I've been enjoying the Old School posts at Secrets and Sharing Soda as well as at Lost Classics of Teen Lit, so when I saw that Judy Blume's Tiger Eyes (1981) was being made in to a movie, I knew I had to read the book again. Interestingly, I got rid of two copies just last spring, mainly because one was a thirty year old prebound copy, and the other was a rebound hardcover with no dust jacket and they both smelled bad. It's hard to get girls to read Blume now, but fresh copies with updated covers do wonders. Since there is an entire box of about 75 paperbacks in our book room, though, instead of buying a copy, maybe I'll just give a paperback to anyone who asks for one!
Blume, Judy. Tiger Eyes (1981)
After Davey's father is shot and killed during a robbery at the convenience store in Atlantic City where he worked, Davey's mother and younger brother move to Los Alamos, New Mexico to be with their Aunt Bitsy and Uncle Walter, who never had a family. Davey's mother is distraught and suffers headaches, and Davey has trouble adjusting to school and life away from her boyfriend and best friend. While biking and hiking in a canyon near her new home, Davey meets a boy she knows only as Wolf, and he helps her come to terms with her situation. She also meets Jane, a borderline alchoholic, who encourages Davey to try out for the school play. Davey is worried about her brother, the fact that her mother is dating one of the scientists at the Los Alamos lab where she has gotten a job, and is still traumatized by the violent death of her father. She also isn't fond of being under the control of her aunt and uncle. After she takes a job as a Candy Striper in the local hospital, she meets Wolf again and finds out more information about him.
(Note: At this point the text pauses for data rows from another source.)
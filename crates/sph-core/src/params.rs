//! Parameter marshaling: the per-frame snapshot of settings and input that
//! every stage reads.

use crate::config::{BoxObstacle, SimulationSettings};
use crate::kernels::KernelFactors;
use crate::space::{SimVector, Space};

/// Pointer state for the interaction force, sampled once per frame.
#[derive(Clone, Copy, Debug, Default, PartialEq)]
pub struct InteractionInput<S: Space> {
    pub point: S::Vector,
    pub pull: bool,
    pub push: bool,
}

impl<S: Space> InteractionInput<S> {
    pub fn idle() -> Self {
        Self {
            point: S::Vector::ZERO,
            pull: false,
            push: false,
        }
    }

    /// Signed strength: push repels, pull attracts, push wins if both.
    pub fn signed_strength(&self, strength: f32) -> f32 {
        if self.push {
            -strength
        } else if self.pull {
            strength
        } else {
            0.0
        }
    }
}

/// Immutable uniforms for every substep of one frame.
#[derive(Clone, Copy, Debug, PartialEq)]
pub struct StepUniforms<S: Space> {
    pub delta_time: f32,
    pub gravity: S::Vector,
    pub collision_damping: f32,

    pub kernel_radius: f32,
    pub kernel_radius_sq: f32,
    pub kernel: KernelFactors,
    pub target_density: f32,
    pub pressure_scale: f32,
    pub near_pressure_scale: f32,
    pub viscosity_scale: f32,

    pub bounds_size: S::Vector,
    pub bounds_centre: S::Vector,
    pub box_obstacle: Option<BoxObstacle<S>>,
    /// Clearance kept between a resolved particle and an obstacle surface.
    pub collision_margin: f32,

    pub interaction_point: S::Vector,
    pub interaction_radius: f32,
    pub interaction_strength: f32,

    pub velocity_smoothing: f32,
    pub settle_damping: f32,
    pub min_move_distance: f32,

    pub num_particles: u32,
    pub table_size: u32,
}

impl<S: Space> StepUniforms<S> {
    /// Snapshot `settings` for substeps of length `delta_time`. Settings are
    /// sanitized first, so the kernel radius is never below the minimum.
    pub fn marshal(
        settings: &SimulationSettings<S>,
        input: &InteractionInput<S>,
        delta_time: f32,
        num_particles: usize,
    ) -> Self {
        let s = settings.sanitized();
        let radius = s.kernel_radius;
        Self {
            delta_time,
            gravity: s.gravity,
            collision_damping: s.collision_damping,
            kernel_radius: radius,
            kernel_radius_sq: radius * radius,
            kernel: S::kernel_factors(radius),
            target_density: s.target_density,
            pressure_scale: s.pressure_scale,
            near_pressure_scale: s.near_pressure_scale,
            viscosity_scale: s.viscosity_scale,
            bounds_size: s.boundary.size,
            bounds_centre: s.boundary.centre,
            box_obstacle: s.boundary.obstacle,
            collision_margin: radius * 0.01,
            interaction_point: input.point,
            interaction_radius: s.interaction_radius,
            interaction_strength: input.signed_strength(s.interaction_strength),
            velocity_smoothing: s.velocity_smoothing,
            settle_damping: s.settle_damping,
            min_move_distance: radius * 0.1,
            num_particles: num_particles as u32,
            table_size: s.table_size(num_particles),
        }
    }
}

/// A uniform slot on the device. Every write bumps the generation so stages
/// can tell which marshaling pass produced what they read.
#[derive(Debug)]
pub struct UniformBuffer<T> {
    value: T,
    generation: u64,
}

impl<T: Copy> UniformBuffer<T> {
    pub fn new(value: T) -> Self {
        Self {
            value,
            generation: 0,
        }
    }

    pub fn write(&mut self, value: T) {
        self.value = value;
        self.generation += 1;
    }

    pub fn get(&self) -> &T {
        &self.value
    }

    pub fn generation(&self) -> u64 {
        self.generation
    }
}
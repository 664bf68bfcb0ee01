pub mod config;
pub mod control;
pub mod device;
pub mod error;
pub mod forces;
pub mod grid;
pub mod kernels;
pub mod math;
pub mod obstacle;
pub mod params;
pub mod particle;
pub mod pipeline;
pub mod sort;
pub mod space;
pub mod spawner;
pub mod stages;

pub use config::{BoundarySettings, BoxObstacle, ConfigError, SimulationSettings};
pub use control::{Command, ControlState, ControlStateMachine, FrameGate, SkipReason};
pub use device::{Device, DeviceBuffer, DeviceError};
pub use error::SimError;
pub use obstacle::{Aabb, ObstacleMesh, ObstacleSet};
pub use params::{InteractionInput, StepUniforms};
pub use pipeline::{DisplayView, FrameReport, Pipeline, Pipeline2D, Pipeline3D, StepCompleted};
pub use space::{Dim2, Dim3, SimVector, Space};
pub use spawner::{BoxSpawner, SpawnData, Spawner};
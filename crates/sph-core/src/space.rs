use std::fmt;
use std::ops::{Add, AddAssign, Div, Mul, MulAssign, Neg, Sub, SubAssign};

use bytemuck::Pod;
use glam::{IVec2, IVec3, Vec2, Vec3};
use serde::de::DeserializeOwned;
use serde::Serialize;

use crate::kernels::KernelFactors;
use crate::obstacle::TriangleHit;

/// Per-axis primes for the cell hash. Cell coordinates are reinterpreted as
/// unsigned and combined with wrapping arithmetic.
const HASH_K1: u32 = 15823;
const HASH_K2: u32 = 9_737_333;
const HASH_K3: u32 = 440_817_757;

/// Vector operations the pipeline needs from `Vec2` / `Vec3`.
pub trait SimVector:
    Pod
    + Default
    + PartialEq
    + fmt::Debug
    + Send
    + Sync
    + Add<Output = Self>
    + Sub<Output = Self>
    + Mul<f32, Output = Self>
    + Div<f32, Output = Self>
    + Neg<Output = Self>
    + AddAssign
    + SubAssign
    + MulAssign<f32>
    + Serialize
    + DeserializeOwned
{
    const DIMS: usize;
    const ZERO: Self;

    fn splat(value: f32) -> Self;
    fn dot(self, other: Self) -> f32;
    fn min(self, other: Self) -> Self;
    fn max(self, other: Self) -> Self;
    fn axis(self, axis: usize) -> f32;
    fn with_axis(self, axis: usize, value: f32) -> Self;

    #[inline]
    fn length_squared(self) -> f32 {
        self.dot(self)
    }

    #[inline]
    fn length(self) -> f32 {
        self.length_squared().sqrt()
    }
}

macro_rules! impl_sim_vector {
    ($ty:ty, $dims:expr) => {
        impl SimVector for $ty {
            const DIMS: usize = $dims;
            const ZERO: Self = <$ty>::ZERO;

            #[inline]
            fn splat(value: f32) -> Self {
                <$ty>::splat(value)
            }

            #[inline]
            fn dot(self, other: Self) -> f32 {
                <$ty>::dot(self, other)
            }

            #[inline]
            fn min(self, other: Self) -> Self {
                <$ty>::min(self, other)
            }

            #[inline]
            fn max(self, other: Self) -> Self {
                <$ty>::max(self, other)
            }

            #[inline]
            fn axis(self, axis: usize) -> f32 {
                self[axis]
            }

            #[inline]
            fn with_axis(mut self, axis: usize, value: f32) -> Self {
                self[axis] = value;
                self
            }
        }
    };
}

impl_sim_vector!(Vec2, 2);
impl_sim_vector!(Vec3, 3);

/// Dimensionality of a simulation.
///
/// Everything that differs between the 2D and 3D variants lives behind this
/// trait: the vector type, the grid cell layout and hash, the smoothing
/// kernel normalisation and the narrow-phase triangle test. The pipeline,
/// sorter, obstacle preprocessor and control logic are written once against it.
pub trait Space: Copy + Default + PartialEq + fmt::Debug + Send + Sync + 'static {
    type Vector: SimVector;
    type Cell: Copy + PartialEq + fmt::Debug + Send + Sync;

    const NAME: &'static str;
    /// Size of the cell neighbourhood walked by neighbour queries (3^DIMS).
    const NEIGHBOR_CELLS: usize;

    fn cell_of(position: Self::Vector, cell_size: f32) -> Self::Cell;

    /// The `n`-th cell of the neighbourhood around `cell`, `n < NEIGHBOR_CELLS`.
    fn neighbor_cell(cell: Self::Cell, n: usize) -> Self::Cell;

    fn hash_cell(cell: Self::Cell) -> u32;

    fn kernel_factors(radius: f32) -> KernelFactors;

    /// Direction used when two particles sit on exactly the same point.
    fn fallback_direction() -> Self::Vector;

    /// Narrow-phase test of a particle moving `start -> end` against one
    /// obstacle triangle.
    fn collide_triangle(
        start: Self::Vector,
        end: Self::Vector,
        triangle: [Self::Vector; 3],
        margin: f32,
    ) -> Option<TriangleHit<Self::Vector>>;
}

#[derive(Clone, Copy, Debug, Default, PartialEq, Eq)]
pub struct Dim2;

#[derive(Clone, Copy, Debug, Default, PartialEq, Eq)]
pub struct Dim3;

impl Space for Dim2 {
    type Vector = Vec2;
    type Cell = IVec2;

    const NAME: &'static str = "2d";
    const NEIGHBOR_CELLS: usize = 9;

    #[inline]
    fn cell_of(position: Vec2, cell_size: f32) -> IVec2 {
        let inv = 1.0 / cell_size;
        IVec2::new(
            (position.x * inv).floor() as i32,
            (position.y * inv).floor() as i32,
        )
    }

    #[inline]
    fn neighbor_cell(cell: IVec2, n: usize) -> IVec2 {
        // Saturated cells at the i32 edges wrap, like the hash does.
        cell.wrapping_add(IVec2::new((n % 3) as i32 - 1, (n / 3) as i32 - 1))
    }

    #[inline]
    fn hash_cell(cell: IVec2) -> u32 {
        (cell.x as u32)
            .wrapping_mul(HASH_K1)
            .wrapping_add((cell.y as u32).wrapping_mul(HASH_K2))
    }

    fn kernel_factors(radius: f32) -> KernelFactors {
        KernelFactors::planar(radius)
    }

    fn fallback_direction() -> Vec2 {
        Vec2::Y
    }

    fn collide_triangle(
        _start: Vec2,
        end: Vec2,
        triangle: [Vec2; 3],
        margin: f32,
    ) -> Option<TriangleHit<Vec2>> {
        if !point_in_triangle(end, triangle) {
            return None;
        }

        // Push out through the nearest edge.
        let mut best: Option<TriangleHit<Vec2>> = None;
        for e in 0..3 {
            let a = triangle[e];
            let b = triangle[(e + 1) % 3];
            let opposite = triangle[(e + 2) % 3];
            let edge = b - a;
            let len_sq = edge.length_squared();
            if len_sq <= f32::EPSILON {
                continue;
            }
            let t = ((end - a).dot(edge) / len_sq).clamp(0.0, 1.0);
            let closest = a + edge * t;
            let depth = (end - closest).length();

            let mut normal = Vec2::new(edge.y, -edge.x).normalize_or_zero();
            if normal.dot(opposite - a) > 0.0 {
                normal = -normal;
            }

            if best.map_or(true, |hit| depth < hit.distance) {
                best = Some(TriangleHit {
                    distance: depth,
                    position: closest + normal * margin,
                    normal,
                });
            }
        }
        best
    }
}

impl Space for Dim3 {
    type Vector = Vec3;
    type Cell = IVec3;

    const NAME: &'static str = "3d";
    const NEIGHBOR_CELLS: usize = 27;

    #[inline]
    fn cell_of(position: Vec3, cell_size: f32) -> IVec3 {
        let inv = 1.0 / cell_size;
        IVec3::new(
            (position.x * inv).floor() as i32,
            (position.y * inv).floor() as i32,
            (position.z * inv).floor() as i32,
        )
    }

    #[inline]
    fn neighbor_cell(cell: IVec3, n: usize) -> IVec3 {
        cell.wrapping_add(IVec3::new(
            (n % 3) as i32 - 1,
            ((n / 3) % 3) as i32 - 1,
            (n / 9) as i32 - 1,
        ))
    }

    #[inline]
    fn hash_cell(cell: IVec3) -> u32 {
        (cell.x as u32)
            .wrapping_mul(HASH_K1)
            .wrapping_add((cell.y as u32).wrapping_mul(HASH_K2))
            .wrapping_add((cell.z as u32).wrapping_mul(HASH_K3))
    }

    fn kernel_factors(radius: f32) -> KernelFactors {
        KernelFactors::volumetric(radius)
    }

    fn fallback_direction() -> Vec3 {
        Vec3::Y
    }

    /// Swept segment vs triangle (Moller-Trumbore).
    fn collide_triangle(
        start: Vec3,
        end: Vec3,
        triangle: [Vec3; 3],
        margin: f32,
    ) -> Option<TriangleHit<Vec3>> {
        let [a, b, c] = triangle;
        let dir = end - start;
        let e1 = b - a;
        let e2 = c - a;

        let p = dir.cross(e2);
        let det = e1.dot(p);
        if det.abs() < 1e-10 {
            return None;
        }
        let inv_det = 1.0 / det;

        let s = start - a;
        let u = s.dot(p) * inv_det;
        if !(0.0..=1.0).contains(&u) {
            return None;
        }
        let q = s.cross(e1);
        let v = dir.dot(q) * inv_det;
        if v < 0.0 || u + v > 1.0 {
            return None;
        }
        let t = e2.dot(q) * inv_det;
        if !(0.0..=1.0).contains(&t) {
            return None;
        }

        // Face the side the particle came from.
        let mut normal = e1.cross(e2).normalize_or_zero();
        if normal.dot(dir) > 0.0 {
            normal = -normal;
        }

        Some(TriangleHit {
            distance: t * dir.length(),
            position: start + dir * t + normal * margin,
            normal,
        })
    }
}

#[inline]
fn cross2(a: Vec2, b: Vec2) -> f32 {
    a.x * b.y - a.y * b.x
}

fn point_in_triangle(p: Vec2, [a, b, c]: [Vec2; 3]) -> bool {
    if cross2(b - a, c - a).abs() <= f32::EPSILON {
        return false;
    }
    let d1 = cross2(b - a, p - a);
    let d2 = cross2(c - b, p - b);
    let d3 = cross2(a - c, p - c);
    let has_neg = d1 < 0.0 || d2 < 0.0 || d3 < 0.0;
    let has_pos = d1 > 0.0 || d2 > 0.0 || d3 > 0.0;
    !(has_neg && has_pos)
}
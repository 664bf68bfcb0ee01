use crate::params::StepUniforms;
use crate::space::{SimVector, Space};

/// Maps interaction strength to how much gravity is suppressed at the
/// interaction centre.
const GRAVITY_SUPPRESSION_STRENGTH: f32 = 10.0;

/// Acceleration from gravity and the pointer force field.
///
/// Inside the interaction radius, with `centre_t = 1 - dst / radius`:
///   - gravity is weighted by `1 - centre_t * saturate(strength / 10)`
///   - `dir_to_point * centre_t * strength` pulls (or pushes, when negative)
///   - `velocity * centre_t` is subtracted, calming particles near the pointer
///
/// Outside the radius, or with zero strength, only gravity applies.
pub fn interaction_acceleration<S: Space>(
    position: S::Vector,
    velocity: S::Vector,
    uniforms: &StepUniforms<S>,
) -> S::Vector {
    let gravity = uniforms.gravity;
    let strength = uniforms.interaction_strength;
    if strength == 0.0 {
        return gravity;
    }

    let radius = uniforms.interaction_radius;
    let offset = uniforms.interaction_point - position;
    let dst_sq = offset.length_squared();
    if dst_sq >= radius * radius {
        return gravity;
    }

    let dst = dst_sq.sqrt();
    let centre_t = 1.0 - dst / radius;
    let dir_to_centre = if dst > 0.0 { offset / dst } else { S::Vector::ZERO };
    let gravity_weight =
        1.0 - centre_t * (strength / GRAVITY_SUPPRESSION_STRENGTH).clamp(0.0, 1.0);

    gravity * gravity_weight + dir_to_centre * (centre_t * strength) - velocity * centre_t
}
Strengths: You know that this was handed out all the time during the 80s as bibliotherapy for girls dealing with the death of a parent. Pair with Lowry's 1977 A Summer to Die! Maybe this will encourage a new generation to explore Blume's work.
Weaknesses: While this holds up better than expected, some of the cutting edge Blume
tactics seem odd now-- Jane's alcoholism seems tossed in just for effect, Davey throws in random comments about cliques or sex, and there are some things that should be cleaned up in a reissue-- Davey at one point asks her brother Jason why he's "wearing that faggy apron" (page 172), which he probably wouldn't do if Mom weren't out working. Davey opines that "It seems to me that she would have more purpose by being a real mother to Jason and me." (page 162) I also thought that the character of Wolf was rather inconsequential.